Oil continues to recover, with Trump hinting to get involved in the price war between Saudi Arabia and Russia
Economy News _ Baghdad
Oil prices continued to recover on Friday, following significant gains made in the previous session after US President Donald Trump hinted that he might intervene in the price war between Russia and Saudi Arabia at "an appropriate time".
Prices also received support from the United States' plans to buy up to 30 million barrels of crude oil for emergency stocks by the end of June, while reports said regulators in the nation's largest oil producing state, Texas, had curbed production.
The futures contracts for West Texas Intermediate, the most active American brokerage for delivery in May, rose 43 cents, or 1.7 percent, to $ 26.34 a barrel by 0540 GMT. The contract increased by 5.5 percent to $ 27.34 a barrel earlier in the session.
US crude futures for April delivery in April rose 43 cents to $ 25.65 a barrel. The contract for the closest benefit for April, which increased 24 percent on Thursday, expires later on Friday.
"The sudden recovery of crude oil prices last night was mainly driven by a study by the United States of intervention in the oil market by increasing strategic reserves, while some oil production contracted," said Margaret Young, market analyst at CMC Markets.
"The main issue is that global energy demand is falling sharply as more countries join the 'closure' club," she added.
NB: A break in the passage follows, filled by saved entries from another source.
//! Stock price lookup module
//!
//! Delegates to the market data provider for the latest closing price. Every
//! provider fault is folded into the error envelope; nothing propagates past
//! this boundary.

use serde::Serialize;

use super::envelope::Envelope;
use crate::market::MarketDataProvider;

/// Latest closing price for a ticker symbol.
#[derive(Debug, Clone, PartialEq, Serialize)]
pub struct StockQuote {
    pub symbol: String,
    pub price: f64,
}

/// Fetch the latest closing price for a ticker symbol.
///
/// The symbol is passed to the provider and echoed back with its original
/// casing. Every call re-fetches; there is no caching and no retry.
pub async fn stock_price(provider: &dyn MarketDataProvider, symbol: &str) -> Envelope<StockQuote> {
    match provider.fetch_close_history(symbol).await {
        Ok(points) => match points.last() {
            Some(latest) => Envelope::success(StockQuote {
                symbol: symbol.to_string(),
                price: latest.close,
            }),
            None => Envelope::error(format!("No data available for stock symbol '{symbol}'.")),
        },
        Err(fault) => Envelope::error(format!(
            "Error retrieving stock price for {symbol}: {fault}."
        )),
    }
}

#[cfg(test)]
mod tests {
    use super::*;
    use crate::market::{PricePoint, ProviderError};
    use async_trait::async_trait;
    use chrono::{DateTime, Utc};

    /// Canned provider: either a fixed close history or a fixed fault.
    struct FakeProvider {
        outcome: Result<Vec<f64>, &'static str>,
    }

    #[async_trait]
    impl MarketDataProvider for FakeProvider {
        async fn fetch_close_history(
            &self,
            _symbol: &str,
        ) -> Result<Vec<PricePoint>, ProviderError> {
            match &self.outcome {
                Ok(closes) => Ok(closes
                    .iter()
                    .enumerate()
                    .map(|(i, close)| PricePoint {
                        timestamp: DateTime::<Utc>::from_timestamp(1_700_000_000 + i as i64, 0)
                            .unwrap(),
                        close: *close,
                    })
                    .collect()),
                Err(message) => Err(ProviderError::MalformedResponse((*message).to_string())),
            }
        }
    }

    #[tokio::test]
    async fn test_latest_close_wins() {
        let provider = FakeProvider {
            outcome: Ok(vec![101.5, 102.25, 99.75]),
        };
        let envelope = stock_price(&provider, "AAPL").await;
        assert_eq!(
            envelope,
            Envelope::success(StockQuote {
                symbol: "AAPL".to_string(),
                price: 99.75,
            })
        );
    }

    #[tokio::test]
    async fn test_symbol_echoed_verbatim() {
        let provider = FakeProvider {
            outcome: Ok(vec![10.0]),
        };
        let Envelope::Success { payload } = stock_price(&provider, "aapl").await else {
            panic!("expected success");
        };
        assert_eq!(payload.symbol, "aapl");
    }

    #[tokio::test]
    async fn test_empty_history_is_no_data() {
        let provider = FakeProvider {
            outcome: Ok(Vec::new()),
        };
        let envelope = stock_price(&provider, "NOSUCH").await;
        assert_eq!(
            envelope.error_message(),
            Some("No data available for stock symbol 'NOSUCH'.")
        );
    }

    #[tokio::test]
    async fn test_provider_fault_becomes_error_envelope() {
        let provider = FakeProvider {
            outcome: Err("unexpected payload"),
        };
        let envelope = stock_price(&provider, "GOOG").await;
        assert_eq!(
            envelope.error_message(),
            Some("Error retrieving stock price for GOOG: malformed response: unexpected payload.")
        );
    }
}
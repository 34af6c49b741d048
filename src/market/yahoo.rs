//! Yahoo Finance chart API client
//!
//! Fetches one day of price history per call. The chart endpoint needs no
//! credential. Faults are mapped onto `ProviderError`; unknown symbols come
//! back as an upstream error object or an empty result set.

use async_trait::async_trait;
use chrono::{DateTime, Utc};
use serde::Deserialize;

use super::{MarketDataProvider, PricePoint, ProviderError};
use crate::config::ProviderConfig;

pub struct YahooFinanceClient {
    http: reqwest::Client,
    base_url: String,
}

impl YahooFinanceClient {
    /// Build a client from provider configuration.
    pub fn new(config: &ProviderConfig) -> reqwest::Result<Self> {
        let http = reqwest::Client::builder()
            .user_agent(&config.user_agent)
            .build()?;
        Ok(Self {
            http,
            base_url: config.base_url.trim_end_matches('/').to_string(),
        })
    }
}

#[async_trait]
impl MarketDataProvider for YahooFinanceClient {
    async fn fetch_close_history(&self, symbol: &str) -> Result<Vec<PricePoint>, ProviderError> {
        let url = format!("{}/v8/finance/chart/{symbol}", self.base_url);
        let response = self
            .http
            .get(&url)
            .query(&[("range", "1d"), ("interval", "1d")])
            .send()
            .await?;

        // Unknown symbols arrive as a non-2xx status with an error object in
        // the body, so the body is decoded regardless of status.
        let body: ChartResponse = response.json().await?;
        extract_points(body)
    }
}

// Wire format of the chart endpoint, reduced to the fields used here.

#[derive(Debug, Deserialize)]
struct ChartResponse {
    chart: Chart,
}

#[derive(Debug, Deserialize)]
struct Chart {
    #[serde(default)]
    result: Option<Vec<ChartResult>>,
    #[serde(default)]
    error: Option<ChartError>,
}

#[derive(Debug, Deserialize)]
struct ChartError {
    code: String,
    description: String,
}

#[derive(Debug, Deserialize)]
struct ChartResult {
    #[serde(default)]
    timestamp: Vec<i64>,
    indicators: Indicators,
}

#[derive(Debug, Deserialize)]
struct Indicators {
    quote: Vec<QuoteBlock>,
}

#[derive(Debug, Deserialize)]
struct QuoteBlock {
    /// Close series; entries are null for intervals without a trade.
    #[serde(default)]
    close: Vec<Option<f64>>,
}

/// Flatten a decoded chart payload into close-price points.
///
/// Null closes are skipped; an empty or missing result set yields an empty
/// list so the caller can distinguish "no data" from a fault.
fn extract_points(body: ChartResponse) -> Result<Vec<PricePoint>, ProviderError> {
    if let Some(error) = body.chart.error {
        return Err(ProviderError::Upstream {
            code: error.code,
            description: error.description,
        });
    }

    let Some(result) = body
        .chart
        .result
        .and_then(|results| results.into_iter().next())
    else {
        return Ok(Vec::new());
    };

    let Some(quote) = result.indicators.quote.into_iter().next() else {
        return Ok(Vec::new());
    };

    let mut points = Vec::new();
    for (seconds, close) in result.timestamp.iter().zip(quote.close) {
        let Some(close) = close else { continue };
        let Some(timestamp) = DateTime::<Utc>::from_timestamp(*seconds, 0) else {
            return Err(ProviderError::MalformedResponse(format!(
                "timestamp {seconds} out of range"
            )));
        };
        points.push(PricePoint { timestamp, close });
    }
    Ok(points)
}

#[cfg(test)]
mod tests {
    use super::*;

    fn decode(json: &str) -> ChartResponse {
        serde_json::from_str(json).expect("fixture should decode")
    }

    #[test]
    fn test_extract_happy_path() {
        let body = decode(
            r#"{"chart":{"result":[{"timestamp":[1700000000,1700003600],
                "indicators":{"quote":[{"close":[189.37,190.04]}]}}],"error":null}}"#,
        );
        let points = extract_points(body).unwrap();
        assert_eq!(points.len(), 2);
        assert_eq!(points[1].close, 190.04);
        assert_eq!(points[0].timestamp.timestamp(), 1_700_000_000);
    }

    #[test]
    fn test_extract_skips_null_closes() {
        let body = decode(
            r#"{"chart":{"result":[{"timestamp":[1700000000,1700003600,1700007200],
                "indicators":{"quote":[{"close":[null,188.5,null]}]}}],"error":null}}"#,
        );
        let points = extract_points(body).unwrap();
        assert_eq!(points.len(), 1);
        assert_eq!(points[0].close, 188.5);
    }

    #[test]
    fn test_extract_upstream_error() {
        let body = decode(
            r#"{"chart":{"result":null,"error":{"code":"Not Found",
                "description":"No data found, symbol may be delisted"}}}"#,
        );
        let error = extract_points(body).unwrap_err();
        assert_eq!(
            error.to_string(),
            "provider error: Not Found - No data found, symbol may be delisted"
        );
    }

    #[test]
    fn test_extract_empty_result_is_no_data() {
        let body = decode(r#"{"chart":{"result":[],"error":null}}"#);
        assert!(extract_points(body).unwrap().is_empty());

        let body = decode(
            r#"{"chart":{"result":[{"timestamp":[],"indicators":{"quote":[]}}],"error":null}}"#,
        );
        assert!(extract_points(body).unwrap().is_empty());
    }
}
The risk that Covid-19 poses to the overall economy may exceed anyone's expectations, and may continue for a long period of time. ”
Brent futures rose 28 cents, or about one percent, to $ 28.75 a barrel.
Global benchmark crude increased 14.4 percent on Thursday, its biggest one-day gain since September, but was heading towards its fourth weekly decline on Friday.
US crude and Brent crude prices have tumbled nearly 40 percent in the past two weeks since talks between the Organization of Petroleum Exporting Countries (OPEC) and its allies, including Russia, collapsed, resulting in Saudi Arabia boosting production.
The Wall Street Journal quoted unnamed sources as saying that the Trump administration was considering a diplomatic push to urge Saudi Arabia to cut supplies and use a threat of sanctions against Russia to force it to cut production.